There can be little doubt that NSG membership is a prize worth aspiring for. India won an exemption from the NSG’s layers of nuclear technology sanctions, thanks to the India-US nuclear deal. However, in theory, such an exemption can be revoked by the NSG. Becoming a full-fledged member remains the best guarantee against such a reversal. In part, India’s determination to get NSG membership reflects the scars left behind by decades of nuclear sanctions. There is a more pragmatic reason to join. India is unique in being a recognised nuclear country exempt from NSG sanctions but is not a signatory to the comprehensive test ban treaty.
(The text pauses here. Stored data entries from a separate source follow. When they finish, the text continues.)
use thiserror::Error;

pub type Result<T> = std::result::Result<T, OpenHubError>;

#[derive(Error, Debug)]
pub enum OpenHubError {
    #[error("Git error: {0}")]
    Git(#[from] git2::Error),

    #[error("Configuration error: {0}")]
    Config(String),

    #[error("Configuration parsing error: {0}")]
    ConfigParse(#[from] config::ConfigError),

    #[error("LLM provider error: {0}")]
    Llm(String),

    /// 上游 LLM API 返回的非 2xx 响应
    #[error("LLM API error ({status}): {message}")]
    LlmApi { status: u16, message: String },

    /// GitHub REST / OAuth 返回的非 2xx 响应，`message` 为 GitHub 给出的说明
    #[error("GitHub API error ({status}): {message}")]
    GitHub { status: u16, message: String },

    #[error("Failed to resolve repository tree SHA")]
    MissingTreeSha,

    #[error("Network error: {0}")]
    Network(#[from] reqwest::Error),

    #[error("IO error: {0}")]
    Io(#[from] std::io::Error),

    #[error("Serialization error: {0}")]
    Serde(#[from] serde_json::Error),

    #[error("Archive error: {0}")]
    Zip(#[from] zip::result::ZipError),

    #[error("Invalid input: {0}")]
    InvalidInput(String),

    /// 通用错误类型，用于不适合其他分类的错误
    #[error("{0}")]
    Other(String),
}

impl OpenHubError {
    /// HTTP status reported by an upstream service, if any.
    pub fn upstream_status(&self) -> Option<u16> {
        match self {
            OpenHubError::GitHub { status, .. } | OpenHubError::LlmApi { status, .. } => {
                Some(*status)
            }
            OpenHubError::Network(e) => e.status().map(|s| s.as_u16()),
            _ => None,
        }
    }

    /// Short detail text for API error bodies.
    ///
    /// Upstream errors expose the upstream message verbatim; everything else
    /// uses the display form.
    pub fn details(&self) -> String {
        match self {
            OpenHubError::GitHub { message, .. } | OpenHubError::LlmApi { message, .. } => {
                message.clone()
            }
            other => other.to_string(),
        }
    }

    /// 获取错误的解决建议
    pub fn suggestion(&self) -> Option<&str> {
        match self {
            OpenHubError::Config(msg) if msg.contains("client_id") => Some(
                "Set GITHUB_CLIENT_ID / GITHUB_CLIENT_SECRET, or [github] client_id in config.toml",
            ),
            OpenHubError::Config(msg) if msg.contains("API key not found") => Some(
                "Set OPENROUTER_API_KEY, or api_key under [llm.providers.openrouter] in config.toml",
            ),
            OpenHubError::Config(msg) if msg.contains("not found in [llm.providers]") => Some(
                "Check [llm] default_provider / fallback_providers against the [llm.providers.*] tables",
            ),
            OpenHubError::Network(_) => {
                Some("Check your network connection, proxy settings, or API endpoint configuration")
            }
            OpenHubError::GitHub { status: 401, .. } => {
                Some("The GitHub token is missing or expired. Sign in again")
            }
            OpenHubError::GitHub { status: 403, .. } => {
                Some("GitHub denied access. Check token scopes or the API rate limit")
            }
            OpenHubError::GitHub { status: 404, .. } => {
                Some("Repository or path not found, or not visible to this token")
            }
            OpenHubError::Llm(msg) if msg.contains("timeout") => {
                Some("The API request timed out. Check network or try again later")
            }
            OpenHubError::Llm(msg) if msg.contains("connection failed") => {
                Some("Cannot connect to API server. Check endpoint URL, network, or DNS settings")
            }
            OpenHubError::LlmApi { status: 401, .. } => {
                Some("Check if your API key is valid and has not expired")
            }
            OpenHubError::LlmApi { status: 429, .. } => {
                Some("Rate limit exceeded. Wait a moment and try again, or upgrade your API plan")
            }
            OpenHubError::LlmApi { status, .. } if *status == 500 || *status == 503 => {
                Some("API service is temporarily unavailable. Try again in a few moments")
            }
            _ => None,
        }
    }
}

#[cfg(test)]
mod tests {
    use super::*;
    use pretty_assertions::assert_eq;

    #[test]
    fn test_upstream_status_github() {
        let err = OpenHubError::GitHub {
            status: 404,
            message: "Not Found".to_string(),
        };
        assert_eq!(err.upstream_status(), Some(404));
        assert_eq!(err.details(), "Not Found");
    }

    #[test]
    fn test_upstream_status_none_for_local_errors() {
        let err = OpenHubError::InvalidInput("bad".to_string());
        assert_eq!(err.upstream_status(), None);
        assert_eq!(err.details(), "Invalid input: bad");
    }

    #[test]
    fn test_missing_tree_sha_message() {
        assert_eq!(
            OpenHubError::MissingTreeSha.to_string(),
            "Failed to resolve repository tree SHA"
        );
    }

    // === suggestion() ===

    #[test]
    fn test_suggestion_github_client_id() {
        let err = OpenHubError::Config("github.client_id is not configured".to_string());
        assert!(err.suggestion().unwrap().contains("GITHUB_CLIENT_ID"));
    }

    #[test]
    fn test_suggestion_api_key() {
        let err = OpenHubError::Config("API key not found for provider 'openrouter'".to_string());
        assert!(err.suggestion().unwrap().contains("OPENROUTER_API_KEY"));
    }

    #[test]
    fn test_suggestion_github_statuses() {
        let cases = [
            (401, "expired"),
            (403, "scopes"),
            (404, "not found"),
        ];
        for (status, needle) in cases {
            let err = OpenHubError::GitHub {
                status,
                message: String::new(),
            };
            let suggestion = err.suggestion().unwrap();
            assert!(
                suggestion.contains(needle),
                "status {} -> {}",
                status,
                suggestion
            );
        }
    }

    #[test]
    fn test_suggestion_llm_api() {
        let err = OpenHubError::LlmApi {
            status: 429,
            message: "slow down".to_string(),
        };
        assert!(err.suggestion().unwrap().contains("Rate limit"));

        let err = OpenHubError::LlmApi {
            status: 503,
            message: String::new(),
        };
        assert!(err.suggestion().unwrap().contains("temporarily unavailable"));
    }

    #[test]
    fn test_suggestion_llm_connection() {
        let err = OpenHubError::Llm("OpenRouter API connection failed: dns".to_string());
        assert!(err.suggestion().unwrap().contains("endpoint URL"));
    }

    #[test]
    fn test_suggestion_returns_none_for_other_errors() {
        let cases = vec![
            OpenHubError::InvalidInput("bad input".to_string()),
            OpenHubError::Other("random error".to_string()),
            OpenHubError::MissingTreeSha,
            OpenHubError::Config("some random config error".to_string()),
            OpenHubError::Llm("some random llm error".to_string()),
            OpenHubError::GitHub {
                status: 422,
                message: "Reference already exists".to_string(),
            },
        ];

        for err in cases {
            assert!(
                err.suggestion().is_none(),
                "Expected None for {:?}, got {:?}",
                err,
                err.suggestion()
            );
        }
    }
}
This grey legal status has hampered its ability to access higher-end nuclear technology from Western companies. NSG membership would resolve this problem.

Given the implacable opposition showed by China to India’s joining the NSG, however, there is a feeling that seeking membership is the political equivalent of tilting at windmills. While it makes sense to keep reminding the other 47 members of the NSG that India remains interested in full membership, it is not clear whether it is worthwhile for New Delhi to strike diplomatic deals over this issue.

The only possible reason for India to put its back behind such efforts is a hope that Beijing may have become more flexible on the issue. There might be some reason to believe this is the case. The Chinese system has been rattled by its escalating trade war with the United States. There are even a few signs of dissent within Beijing at Chinese leader Xi Jinping’s aggressive foreign policy stance. China has signalled a desire for a less confrontational relationship with India this year. There is no evidence that any of the underlying causes of Sino-Indian rivalry are being addressed, but if even a temporary truce between the two countries possibly means Beijing can be pressed on NSG membership, it is worth the effort. Diplomacy is as much about making opportunities as it is about seizing them.